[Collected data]
......

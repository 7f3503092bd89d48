//! Newline-delimited JSON framing over pipes.
//!
//! Both ends of the supervisor/subordinate link speak one JSON document per
//! line. Reads and writes go straight to the file descriptor and retry on
//! `EINTR`.

use serde::Serialize;
use serde::de::DeserializeOwned;
use std::io::{self, BufRead, BufReader, BufWriter, Read, Write};
use std::os::unix::io::{AsFd, AsRawFd, BorrowedFd, OwnedFd, RawFd};

/// Buffer size for the framed streams. Feature lists for large APKs can run
/// to a few hundred KiB on one line.
const BUFFER_SIZE: usize = 64 * 1024;

/// An owned pipe end with `EINTR`-retrying `Read`/`Write`.
pub struct PipeFd {
    fd: OwnedFd,
}

impl PipeFd {
    /// Stdin of the current process.
    pub fn stdin() -> io::Result<Self> {
        Self::dup_of(io::stdin().as_fd())
    }

    /// Stdout of the current process.
    pub fn stdout() -> io::Result<Self> {
        Self::dup_of(io::stdout().as_fd())
    }

    fn dup_of(fd: BorrowedFd<'_>) -> io::Result<Self> {
        Ok(Self {
            fd: fd.try_clone_to_owned()?,
        })
    }
}

impl From<OwnedFd> for PipeFd {
    fn from(fd: OwnedFd) -> Self {
        Self { fd }
    }
}

impl AsFd for PipeFd {
    fn as_fd(&self) -> BorrowedFd<'_> {
        self.fd.as_fd()
    }
}

impl AsRawFd for PipeFd {
    fn as_raw_fd(&self) -> RawFd {
        self.fd.as_raw_fd()
    }
}

impl Read for PipeFd {
    fn read(&mut self, buf: &mut [u8]) -> io::Result<usize> {
        loop {
            match nix::unistd::read(&self.fd, buf) {
                Ok(n) => return Ok(n),
                Err(nix::errno::Errno::EINTR) => continue,
                Err(e) => return Err(io::Error::from_raw_os_error(e as i32)),
            }
        }
    }
}

impl Write for PipeFd {
    fn write(&mut self, buf: &[u8]) -> io::Result<usize> {
        loop {
            match nix::unistd::write(&self.fd, buf) {
                Ok(n) => return Ok(n),
                Err(nix::errno::Errno::EINTR) => continue,
                Err(e) => return Err(io::Error::from_raw_os_error(e as i32)),
            }
        }
    }

    fn flush(&mut self) -> io::Result<()> {
        Ok(())
    }
}

/// Reads one JSON message per line.
pub struct MessageReader {
    reader: BufReader<PipeFd>,
    line: String,
}

impl MessageReader {
    pub fn new(fd: PipeFd) -> Self {
        Self {
            reader: BufReader::with_capacity(BUFFER_SIZE, fd),
            line: String::with_capacity(4096),
        }
    }

    /// Read the next raw line without its terminator. `None` on EOF.
    pub fn read_line(&mut self) -> io::Result<Option<&str>> {
        self.line.clear();
        if self.reader.read_line(&mut self.line)? == 0 {
            return Ok(None);
        }
        let trimmed = self.line.trim_end_matches(['\n', '\r']).len();
        self.line.truncate(trimmed);
        Ok(Some(&self.line))
    }

    /// Read and decode the next message. `None` on EOF.
    ///
    /// A line that does not decode is reported as `InvalidData` so callers
    /// can tell a garbled peer apart from a closed one.
    pub fn read_message<T: DeserializeOwned>(&mut self) -> io::Result<Option<T>> {
        match self.read_line()? {
            None => Ok(None),
            Some(line) => serde_json::from_str(line)
                .map(Some)
                .map_err(|e| io::Error::new(io::ErrorKind::InvalidData, e)),
        }
    }

    /// Block until the peer closes its end, discarding anything it sends.
    pub fn drain_to_eof(&mut self) -> io::Result<()> {
        let mut sink = [0u8; 512];
        while self.reader.read(&mut sink)? > 0 {}
        Ok(())
    }
}

/// Writes one JSON message per line, flushing after each.
pub struct MessageWriter {
    writer: BufWriter<PipeFd>,
}

impl MessageWriter {
    pub fn new(fd: PipeFd) -> Self {
        Self {
            writer: BufWriter::with_capacity(BUFFER_SIZE, fd),
        }
    }

    pub fn write_message<T: Serialize>(&mut self, message: &T) -> io::Result<()> {
        serde_json::to_writer(&mut self.writer, message)?;
        self.writer.write_all(b"\n")?;
        self.writer.flush()
    }

    /// Write raw bytes and flush.
    #[cfg(test)]
    pub fn write_raw(&mut self, data: &[u8]) -> io::Result<()> {
        self.writer.write_all(data)?;
        self.writer.flush()
    }
}

#[cfg(test)]
mod tests {
    use super::*;
    use serde::Deserialize;

    #[derive(Debug, PartialEq, Serialize, Deserialize)]
    struct Ping {
        seq: u32,
        body: String,
    }

    fn create_pipe() -> (PipeFd, PipeFd) {
        let (read_fd, write_fd) = nix::unistd::pipe().expect("Failed to create pipe");
        (PipeFd::from(read_fd), PipeFd::from(write_fd))
    }

    #[test]
    fn test_message_framing() {
        let (read_fd, write_fd) = create_pipe();
        let mut reader = MessageReader::new(read_fd);
        let mut writer = MessageWriter::new(write_fd);

        writer
            .write_message(&Ping {
                seq: 1,
                body: "multi\nline".into(),
            })
            .unwrap();
        writer
            .write_message(&Ping {
                seq: 2,
                body: String::new(),
            })
            .unwrap();
        drop(writer);

        let first: Ping = reader.read_message().unwrap().unwrap();
        assert_eq!(first.seq, 1);
        assert_eq!(first.body, "multi\nline");
        let second: Ping = reader.read_message().unwrap().unwrap();
        assert_eq!(second.seq, 2);
        assert!(reader.read_message::<Ping>().unwrap().is_none());
    }

    #[test]
    fn test_garbage_line_is_invalid_data() {
        let (read_fd, write_fd) = create_pipe();
        let mut reader = MessageReader::new(read_fd);
        let mut writer = MessageWriter::new(write_fd);

        writer.write_raw(b"not json\r\n").unwrap();
        drop(writer);

        let err = reader.read_message::<Ping>().unwrap_err();
        assert_eq!(err.kind(), io::ErrorKind::InvalidData);
    }

    #[test]
    fn test_drain_to_eof_returns_when_writer_closes() {
        let (read_fd, write_fd) = create_pipe();
        let mut reader = MessageReader::new(read_fd);
        let mut writer = MessageWriter::new(write_fd);

        writer.write_raw(b"leftover\n").unwrap();
        drop(writer);

        reader.drain_to_eof().unwrap();
        assert!(reader.read_line().unwrap().is_none());
    }
}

......

Return every line above in which the string "Ping" occurs.

■ **OUTPUT BELOW**
    struct Ping {
            .write_message(&Ping {
            .write_message(&Ping {
        let first: Ping = reader.read_message().unwrap().unwrap();
        let second: Ping = reader.read_message().unwrap().unwrap();
        assert!(reader.read_message::<Ping>().unwrap().is_none());
        let err = reader.read_message::<Ping>().unwrap_err();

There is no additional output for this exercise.